Du soulagement par le so(i)n
Pas facile de résumer ce que l’on ressent quand on sort de 24h de garde en réanimation/soins intensifs dans un CHU exposé à la pandémie du SARS-CoV2. Les patients affluent toute l’année dans nos services et tous les soignants sont formés à faire face à l’urgence sanitaire. Pour autant, après 7ans passés dans cette magnifique spécialité, je n’ai jamais ressenti autant d’émotions puissantes et contraires. Quand les patients nous échappent, les remords nous emparent et un sentiment de culpabilité pointe parfois le bout de son nez.
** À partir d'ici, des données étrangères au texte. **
//! Node environment manager
//!
//! Materializes `<serverDir>/package.json` with the one configured package
//! pinned to its exact version, installs through pnpm (npm as fallback),
//! and launches the package's binary through the manager's `exec`.

use async_trait::async_trait;
use mcpadre_config::NodeSpec;
use serde_json::json;
use tokio::process::Command;

use crate::error::{Error, Result};
use crate::provider::{
    DriftReport, EnvironmentProvider, LaunchSpec, ProviderContext, UpgradePolicy,
    is_version_downgrade,
};
use crate::version_manager::{determine_reshim_action, reshim};

/// Which package manager drives installs and launches.
#[derive(Debug, Clone, Copy, PartialEq, Eq)]
pub enum PackageManager {
    Pnpm,
    Npm,
}

impl PackageManager {
    pub fn binary(&self) -> &'static str {
        match self {
            Self::Pnpm => "pnpm",
            Self::Npm => "npm",
        }
    }
}

pub struct NodeEnvProvider {
    spec: NodeSpec,
}

impl NodeEnvProvider {
    pub fn new(spec: NodeSpec) -> Self {
        Self { spec }
    }

    /// Render the dependency manifest for this spec.
    pub fn manifest(&self, server_name: &str) -> String {
        let mut dependencies = serde_json::Map::new();
        dependencies.insert(
            self.spec.package.clone(),
            serde_json::Value::String(self.spec.version.clone()),
        );
        let manifest = json!({
            "name": format!("mcpadre-deps-{server_name}"),
            "private": true,
            "dependencies": dependencies,
        });
        let mut rendered = serde_json::to_string_pretty(&manifest).expect("manifest serializes");
        rendered.push('\n');
        rendered
    }

    /// The installed version pin recorded in an existing package.json.
    fn installed_version(&self, content: &str) -> Option<String> {
        let manifest: serde_json::Value = serde_json::from_str(content).ok()?;
        manifest
            .get("dependencies")?
            .get(&self.spec.package)?
            .as_str()
            .map(str::to_string)
    }

    /// pnpm when available, npm otherwise.
    fn select_manager(&self) -> Result<PackageManager> {
        if which::which("pnpm").is_ok() {
            Ok(PackageManager::Pnpm)
        } else if which::which("npm").is_ok() {
            Ok(PackageManager::Npm)
        } else {
            Err(Error::PrereqMissing {
                tool: "pnpm".to_string(),
                detail: "neither pnpm nor npm found on PATH".to_string(),
            })
        }
    }
}

/// The executable name an npm package exposes: the unscoped name.
pub fn package_bin_name(package: &str) -> &str {
    package.rsplit('/').next().unwrap_or(package)
}

#[async_trait]
impl EnvironmentProvider for NodeEnvProvider {
    fn kind(&self) -> &'static str {
        "node"
    }

    async fn ensure_prerequisites(&self, ctx: &ProviderContext) -> Result<()> {
        let node_version = crate::probe::probe_output(Command::new("node").arg("--version"))
            .await
            .map_err(|e| Error::PrereqMissing {
                tool: "node".to_string(),
                detail: e.to_string(),
            })?;
        if !node_version.status.success() {
            return Err(Error::PrereqMissing {
                tool: "node".to_string(),
                detail: "node --version failed".to_string(),
            });
        }

        if which::which("pnpm").is_ok() {
            return Ok(());
        }

        // One in-place install through the base runtime, then reshim so the
        // version manager's shims pick it up.
        tracing::info!("pnpm not found, installing via npm");
        let install = Command::new("npm")
            .args(["install", "-g", "pnpm"])
            .output()
            .await
            .map_err(|e| Error::PrereqInstallFailed {
                tool: "pnpm".to_string(),
                detail: e.to_string(),
            })?;
        if !install.status.success() {
            return Err(Error::PrereqInstallFailed {
                tool: "pnpm".to_string(),
                detail: String::from_utf8_lossy(&install.stderr).trim().to_string(),
            });
        }

        let node_path = which::which("node").ok();
        let action = determine_reshim_action(
            ctx.options.node_version_manager,
            "node",
            node_path.as_deref(),
        )?;
        reshim(action, "node").await
    }

    async fn detect_drift(
        &self,
        ctx: &ProviderContext,
        policy: UpgradePolicy,
    ) -> Result<DriftReport> {
        let manifest_path = ctx.server_dir.join("package.json");
        if !manifest_path.is_file() {
            return Ok(DriftReport::create());
        }

        let content = mcpadre_fs::io::read_text(&manifest_path)?;
        let installed = self.installed_version(&content);
        match installed {
            Some(version) if version == self.spec.version => Ok(DriftReport::sync()),
            installed => {
                let downgrade = installed
                    .as_deref()
                    .is_some_and(|old| is_version_downgrade(old, &self.spec.version));
                let old = installed.unwrap_or_else(|| "(absent)".to_string());
                let change = format!(
                    "Package version: {}@{} → {}@{}",
                    self.spec.package, old, self.spec.package, self.spec.version
                );
                Ok(DriftReport::changed(vec![change], policy.permits(downgrade)))
            }
        }
    }

    async fn materialize(&self, ctx: &ProviderContext, report: &DriftReport) -> Result<()> {
        use crate::provider::DriftAction;
        match report.action {
            DriftAction::Skip => return Ok(()),
            DriftAction::Sync => {
                let has_modules = ctx.server_dir.join("node_modules").is_dir();
                let has_lockfile = ctx.server_dir.join("pnpm-lock.yaml").is_file()
                    || ctx.server_dir.join("package-lock.json").is_file();
                if has_modules && has_lockfile {
                    return Ok(());
                }
            }
            DriftAction::Create | DriftAction::Upgrade => {}
        }

        let manifest_path = ctx.server_dir.join("package.json");
        mcpadre_fs::io::write_text_if_changed(&manifest_path, &self.manifest(&ctx.server_name))?;

        let manager = self.select_manager()?;
        let install = Command::new(manager.binary())
            .arg("install")
            .current_dir(ctx.server_dir.to_native())
            .output()
            .await
            .map_err(|e| Error::InstallFailed {
                step: format!("{} install", manager.binary()),
                detail: e.to_string(),
            })?;
        if !install.status.success() {
            return Err(Error::InstallFailed {
                step: format!("{} install", manager.binary()),
                detail: String::from_utf8_lossy(&install.stderr).trim().to_string(),
            });
        }
        Ok(())
    }

    async fn build_launch(&self, ctx: &ProviderContext) -> Result<LaunchSpec> {
        let manager = self.select_manager()?;
        let bin = package_bin_name(&self.spec.package);
        let args = match manager {
            PackageManager::Pnpm => vec!["exec".to_string(), bin.to_string()],
            PackageManager::Npm => {
                vec!["exec".to_string(), "--".to_string(), bin.to_string()]
            }
        };
        Ok(LaunchSpec {
            program: manager.binary().to_string(),
            args,
            cwd: ctx.server_dir.to_native(),
            env: ctx.child_env(),
        })
    }
}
La désolation succède aussi à la peur et à la colère. De nature optimiste, j’ai pourtant tendance à retenir les points positifs de cette crise. Cette nuit, un infirmier m’a expliqué qu’il avait quitté son poste libéral en ville pour venir renforcer les équipes soignantes. J’ai aussi compris que certaines surblouses que j’ai enfilées pour rentrer dans les chambres des patients contagieux avaient été cousues par des volontaires (parfois des ingénieurs du CHU) sur leur temps libre pour soutenir l’effort matériel. Toutes nos consommations ont été démultipliées, la quantité de médicaments, de respirateurs, de tenues de protections a explosé. Personne n’a pu envisager l’ampleur de cette vague quand un nouveau virus a été découvert fin 2019 à Wuhan en Chine, moi le premier. Dans une situation de crise, on apprend très vite en anesthésie-réanimation à dérouler mentalement des check-lists rigoureuses, validées dans le monde entier, comme les pilotes le font dans un cockpit d’avion. C’est de cette façon qu’on garde les idées claires et qu’on identifie rapidement les problèmes pour les corriger. Actuellement, on crée chaque jour et chaque nuit nos propres check-lists car très peu de recommandations fiables ont pu être éditées du fait de l’absence de données de grande envergure dans la littérature médicale.
Ce blog raconte au jour le jour les pensées d’un soignant pris au milieu d’une tourmente qui laissera des traces sur notre société…j’espère aussi en bien.